FW de Klerk, South Africa’s last apartheid-era president, has apologized for his comments suggesting apartheid wasn’t a crime against humanity.
De Klerk, 83, retracted his remarks this week following public outcry and apologized for the”confusion, anger and hurt it has caused,” the Agence France-Presse reported.
“I agree with the Desmond and Leah Tutu Foundation that this is not the time to quibble about the degrees of unacceptability of apartheid,” he said in a statement issued via his foundation. “It was totally unacceptable.”
De Klerk, who fought alongside Nelson Mandela to dismantle white-minority rule in South Africa and shares the Nobel Peace Prize with the late political leader, sparked controversy when he denied that apartheid — institutionalized racial segregation — was a crime against humanity.
He made the comment in recent interview with national broadcaster SABC on Feb. 3, marking the 30th anniversary of of his landmark address announcing Mandela’s release from prison in 1990.
De Klerk said: “The idea that apartheid was a crime against humanity was and remains an agitprop project initiated by the Soviets and their ANC/SACP allies to stigmatise white South Africans by associating them with genuine crimes against humanity.”

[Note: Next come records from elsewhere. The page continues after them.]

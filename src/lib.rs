pub mod address;
pub mod app;
pub mod chain;
pub mod directory;
pub mod error;
pub mod flight;
pub mod gateway;
pub mod lifecycle;
pub mod query;
pub mod registration;
pub mod session;
pub mod status;
pub mod types;
pub mod wallet;

#[cfg(test)]
mod testing;

pub use app::App;
pub use directory::{ContractDirectoryClient, ContractInfo};
pub use error::{DappError, ErrorOrigin};
pub use session::WalletSession;
pub use status::{StatusKind, StatusMessage, StatusNotifier};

The former president then doubled down on his remarks in a statement posted to his foundation’s website.
This did not sit well with lawmakers from the liberal Economic Freedom Fighters (EFF) party, who staged a raucous protest during parliament on Feb .13 and demanded de Klerk be removed. Things reportedly got so out of hand that current President Cyril Ramaphosa was forced to delay his annual State of the Union address, according to AFP.
“We have a murderer in the House,” said Julius Malema, leader of the opposition group, who later characterized de Klerk as an “apartheid apologist … with blood on his hands.” President Ramaphosa was finally able to begin his speech after almost 90 minutes, BBC News reported.
The ruling African National Congress also took issue with the politician’s comment, criticizing it as a “blatant whitewash.” Officials with the Nelson Mandela Foundation were a bit more forgiving, however, and accepted de Klerk’s apology.
It has since called for continued discussions between itself and de Klerk’s charitable foundation “not just about the statement and the retraction, but in trying to get them to see their role in trying to fix what was broken through the government that FW De Klerk was the leader of.”